> BRIEF
The answer is one number: how many lines in the data below hold "types".

[Saved entries]
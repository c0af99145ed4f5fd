use axum::response::Html;

// Public landing route
pub async fn welcome() -> Html<&'static str> {
    Html("<h1>Welcome</h1>")
}
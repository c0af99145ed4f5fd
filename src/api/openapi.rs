use super::handlers::{auth::session, health, items, recovered};
use axum::Json;
use utoipa::openapi::{Contact, InfoBuilder, License, Tag};
use utoipa::OpenApi;

#[derive(OpenApi)]
#[openapi(paths(
    health::health,
    session::issue,
    session::logout,
    items::total_data,
    items::all_items,
    items::count_total_items,
    items::browse,
    items::item_by_id,
    items::my_items,
    items::add_item,
    items::update_item,
    items::update_status,
    items::delete_item,
    items::latest_items,
    items::search,
    recovered::add_recovered,
    recovered::my_recovered,
))]
struct ApiDoc;

/// Build the `OpenAPI` document with info taken from Cargo.toml metadata.
#[must_use]
pub fn openapi() -> utoipa::openapi::OpenApi {
    let mut spec = ApiDoc::openapi();

    let mut info = InfoBuilder::new()
        .title(env!("CARGO_PKG_NAME"))
        .version(env!("CARGO_PKG_VERSION"))
        .description(optional_str(env!("CARGO_PKG_DESCRIPTION")))
        .build();
    info.contact = cargo_contact();
    info.license = cargo_license();
    spec.info = info;

    let mut auth_tag = Tag::new("auth");
    auth_tag.description = Some("Session credential issuance and logout".to_string());

    let mut items_tag = Tag::new("items");
    items_tag.description = Some("Lost-and-found item records".to_string());

    let mut recovered_tag = Tag::new("recovered");
    recovered_tag.description = Some("Recovered item records".to_string());

    spec.tags = Some(vec![auth_tag, items_tag, recovered_tag]);

    spec
}

/// Serve the document; wired outside the documented routes themselves.
pub(crate) async fn serve() -> Json<utoipa::openapi::OpenApi> {
    Json(openapi())
}

fn cargo_contact() -> Option<Contact> {
    // Cargo authors are `;` separated and may include "Name <email>".
    let authors = env!("CARGO_PKG_AUTHORS");
    let primary = authors.split(';').next().map(str::trim)?;
    if primary.is_empty() {
        return None;
    }

    let (name, email) = parse_author(primary);
    if name.is_none() && email.is_none() {
        return None;
    }

    let mut contact = Contact::new();
    contact.name = name.map(str::to_string);
    contact.email = email.map(str::to_string);
    Some(contact)
}

fn cargo_license() -> Option<License> {
    let identifier = optional_str(env!("CARGO_PKG_LICENSE"))?;
    let mut license = License::new(identifier);
    license.identifier = Some(identifier.to_string());
    Some(license)
}

fn optional_str(value: &'static str) -> Option<&'static str> {
    let trimmed = value.trim();
    if trimmed.is_empty() {
        None
    } else {
        Some(trimmed)
    }
}

fn parse_author(author: &str) -> (Option<&str>, Option<&str>) {
    if let Some(start) = author.find('<') {
        let name = author[..start].trim();
        let email = author[start + 1..].trim_end_matches('>').trim();
        let name = if name.is_empty() { None } else { Some(name) };
        let email = if email.is_empty() { None } else { Some(email) };
        (name, email)
    } else {
        let name = author.trim();
        (if name.is_empty() { None } else { Some(name) }, None)
    }
}
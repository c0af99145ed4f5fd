//! Session endpoints: credential issuance (`/jwt`) and logout.

use axum::{
    extract::Extension,
    http::{
        header::{InvalidHeaderValue, COOKIE, SET_COOKIE},
        HeaderMap, HeaderValue, StatusCode,
    },
    response::IntoResponse,
    Json,
};
use serde::{Deserialize, Serialize};
use std::sync::Arc;
use tracing::error;
use utoipa::ToSchema;

use super::{
    state::{AuthConfig, AuthState},
    token,
};

pub(crate) const SESSION_COOKIE_NAME: &str = "retrovi_session";

#[derive(Debug, Deserialize, ToSchema)]
pub struct IssueRequest {
    pub email: String,
}

#[derive(Debug, Serialize, ToSchema)]
pub struct Acknowledgement {
    pub acknowledgement: bool,
    pub status: &'static str,
}

#[utoipa::path(
    post,
    path = "/jwt",
    request_body = IssueRequest,
    responses(
        (status = 200, description = "Credential issued and set as an HTTP-only cookie", body = Acknowledgement),
        (status = 500, description = "Signing failed")
    ),
    tag = "auth"
)]
pub async fn issue(
    auth_state: Extension<Arc<AuthState>>,
    Json(payload): Json<IssueRequest>,
) -> impl IntoResponse {
    let config = auth_state.config();

    let token = match token::sign(
        config.jwt_secret_bytes(),
        &payload.email,
        config.session_ttl_seconds(),
    ) {
        Ok(token) => token,
        Err(err) => {
            error!("Failed to sign session credential: {err}");
            return StatusCode::INTERNAL_SERVER_ERROR.into_response();
        }
    };

    let mut headers = HeaderMap::new();
    match session_cookie(config, &token) {
        Ok(cookie) => {
            headers.insert(SET_COOKIE, cookie);
        }
        Err(err) => {
            error!("Failed to build session cookie: {err}");
            return StatusCode::INTERNAL_SERVER_ERROR.into_response();
        }
    }

    (
        StatusCode::OK,
        headers,
        Json(Acknowledgement {
            acknowledgement: true,
            status: "cookie created",
        }),
    )
        .into_response()
}

#[utoipa::path(
    post,
    path = "/logout",
    responses(
        (status = 200, description = "Session cookie cleared", body = Acknowledgement)
    ),
    tag = "auth"
)]
pub async fn logout(auth_state: Extension<Arc<AuthState>>) -> impl IntoResponse {
    // Always clear the cookie, even if the client never held one.
    let mut headers = HeaderMap::new();
    if let Ok(cookie) = clear_session_cookie(auth_state.config()) {
        headers.insert(SET_COOKIE, cookie);
    }

    (
        StatusCode::OK,
        headers,
        Json(Acknowledgement {
            acknowledgement: true,
            status: "cookie cleared",
        }),
    )
        .into_response()
}

/// Build the `HttpOnly` session cookie for a freshly signed credential.
///
/// In production the frontend is served from another site, so the cookie is
/// `SameSite=None; Secure`; everywhere else it stays `SameSite=Strict`.
pub(super) fn session_cookie(
    config: &AuthConfig,
    token: &str,
) -> Result<HeaderValue, InvalidHeaderValue> {
    let ttl_seconds = config.session_ttl_seconds();
    let mut cookie =
        format!("{SESSION_COOKIE_NAME}={token}; Path=/; HttpOnly; Max-Age={ttl_seconds}");
    cookie.push_str(cookie_site_policy(config));
    HeaderValue::from_str(&cookie)
}

fn clear_session_cookie(config: &AuthConfig) -> Result<HeaderValue, InvalidHeaderValue> {
    let mut cookie = format!("{SESSION_COOKIE_NAME}=; Path=/; HttpOnly; Max-Age=0");
    cookie.push_str(cookie_site_policy(config));
    HeaderValue::from_str(&cookie)
}

fn cookie_site_policy(config: &AuthConfig) -> &'static str {
    if config.production() {
        "; SameSite=None; Secure"
    } else {
        "; SameSite=Strict"
    }
}

pub(super) fn extract_session_token(headers: &HeaderMap) -> Option<String> {
    let header = headers.get(COOKIE)?;
    let value = header.to_str().ok()?;
    for pair in value.split(';') {
        let trimmed = pair.trim();
        let mut parts = trimmed.splitn(2, '=');
        let key = parts.next()?.trim();
        let val = parts.next()?.trim();
        if key == SESSION_COOKIE_NAME {
            return Some(val.to_string());
        }
    }
    None
}
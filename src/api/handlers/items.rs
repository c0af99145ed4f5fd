//! Lost-and-found item routes.
//!
//! Every operation is a direct translation: build one filter from the request,
//! invoke one driver primitive, forward the result. The only business rules
//! are calendar-day date normalization on insert/update and the one-way
//! `not recovered` -> `recovered` status transition.

use axum::{
    extract::{Extension, Path, Query},
    http::{HeaderMap, StatusCode},
    response::IntoResponse,
    Json,
};
use chrono::{Local, NaiveDate, Utc};
use futures_util::TryStreamExt;
use mongodb::{
    bson::{doc, oid::ObjectId, Bson, DateTime, Document},
    results::{DeleteResult, InsertOneResult, UpdateResult},
    Collection, Database,
};
use serde::{Deserialize, Serialize};
use std::sync::Arc;
use tracing::error;
use utoipa::ToSchema;

use super::{
    auth::principal::{require_auth, require_owner, OwnerClaim},
    auth::AuthState,
    types::{documents_json, document_json, DeleteResponse, InsertResponse, UpdateResponse},
};

const ITEMS_COLLECTION: &str = "lost_and_found_items";

const BROWSE_PAGE_SIZE: u64 = 12;
const ALL_ITEMS_PAGE_SIZE: i64 = 10;
const LATEST_ITEMS_LIMIT: i64 = 6;

const STATUS_NOT_RECOVERED: &str = "not recovered";
const STATUS_RECOVERED: &str = "recovered";

fn items(db: &Database) -> Collection<Document> {
    db.collection(ITEMS_COLLECTION)
}

#[derive(Debug, Serialize, ToSchema)]
#[serde(rename_all = "camelCase")]
pub struct TotalData {
    pub total_data: u64,
}

#[derive(Debug, Serialize, ToSchema)]
pub struct TotalCount {
    pub total: usize,
}

#[derive(Debug, Deserialize, ToSchema)]
#[serde(rename_all = "camelCase")]
pub struct PageRequest {
    pub pg_cnt: u64,
}
//! Recovered-item routes.

use axum::{
    extract::Extension,
    http::{HeaderMap, StatusCode},
    response::IntoResponse,
    Json,
};
use futures_util::TryStreamExt;
use mongodb::{
    bson::{doc, Document},
    results::InsertOneResult,
    Collection, Database,
};
use serde::Deserialize;
use std::sync::Arc;
use tracing::error;
use utoipa::ToSchema;

use super::{
    auth::principal::{require_auth, require_owner, OwnerClaim},
    auth::AuthState,
    types::{documents_json, InsertResponse},
};

const RECOVERED_COLLECTION: &str = "recovered_items";

fn recovered(db: &Database) -> Collection<Document> {
    db.collection(RECOVERED_COLLECTION)
}

#[derive(Debug, Deserialize, ToSchema)]
#[serde(rename_all = "camelCase")]
pub struct RecoveredSubmission {
    #[schema(value_type = Object)]
    pub recovered_item: Document,
}

#[utoipa::path(
    post,
    path = "/recoveredItems",
    request_body = RecoveredSubmission,
    responses(
        (status = 200, description = "Insert acknowledgement", body = InsertResponse),
        (status = 403, description = "Missing or invalid session credential")
    ),
    tag = "recovered"
)]
pub async fn add_recovered(
    headers: HeaderMap,
    auth_state: Extension<Arc<AuthState>>,
    db: Extension<Database>,
    Json(payload): Json<RecoveredSubmission>,
) -> impl IntoResponse {
    if let Err(reject) = require_auth(&headers, &auth_state) {
        return reject.into_response();
    }

    match insert_recovered(&db, payload.recovered_item).await {
        Ok(result) => Json(InsertResponse::from(result)).into_response(),
        Err(err) => {
            error!("Failed to insert recovered item: {err}");
            StatusCode::INTERNAL_SERVER_ERROR.into_response()
        }
    }
}

#[utoipa::path(
    post,
    path = "/allRecovered",
    request_body = OwnerClaim,
    responses(
        (status = 200, description = "Recovered items owned by the caller"),
        (status = 403, description = "Missing credential or foreign email claim")
    ),
    tag = "recovered"
)]
pub async fn my_recovered(
    headers: HeaderMap,
    auth_state: Extension<Arc<AuthState>>,
    db: Extension<Database>,
    Json(claim): Json<OwnerClaim>,
) -> impl IntoResponse {
    let principal = match require_auth(&headers, &auth_state) {
        Ok(principal) => principal,
        Err(reject) => return reject.into_response(),
    };
    if let Err(reject) = require_owner(&principal, claim.email.as_deref()) {
        return reject.into_response();
    }

    match fetch_recovered_by_owner(&db, &principal.email).await {
        Ok(result) => Json(documents_json(result)).into_response(),
        Err(err) => {
            error!("Failed to list recovered items: {err}");
            StatusCode::INTERNAL_SERVER_ERROR.into_response()
        }
    }
}

async fn insert_recovered(
    db: &Database,
    item: Document,
) -> Result<InsertOneResult, mongodb::error::Error> {
    recovered(db).insert_one(item).await
}

async fn fetch_recovered_by_owner(
    db: &Database,
    email: &str,
) -> Result<Vec<Document>, mongodb::error::Error> {
    let cursor = recovered(db)
        .find(doc! { "recovUserEmail": email })
        .await?;
    cursor.try_collect().await
}
use clap::{builder::ValueParser, Arg, Command};

pub const ARG_VERBOSITY: &str = "verbosity";

#[must_use]
pub fn validator_log_level() -> ValueParser {
    ValueParser::from(move |level: &str| -> std::result::Result<u8, String> {
        if let Ok(parsed) = level.parse::<u8>() {
            // Successfully parsed as a number
            if parsed <= 5 {
                return Ok(parsed);
            }
        }

        match level.to_lowercase().as_str() {
            "error" => Ok(0),
            "warn" => Ok(1),
            "info" => Ok(2),
            "debug" => Ok(3),
            "trace" => Ok(4),
            _ => Err("invalid log level".to_string()),
        }
    })
}

#[must_use]
pub fn with_args(command: Command) -> Command {
    command.arg(
        Arg::new(ARG_VERBOSITY)
            .short('v')
            .long("verbose")
            .help("Verbosity level: ERROR, WARN, INFO, DEBUG, TRACE (default: ERROR)")
            .env("RETROVI_LOG_LEVEL")
            .global(true)
            .action(clap::ArgAction::Count)
            .value_parser(validator_log_level()),
    )
}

> RESPONSE TO THE TASK
2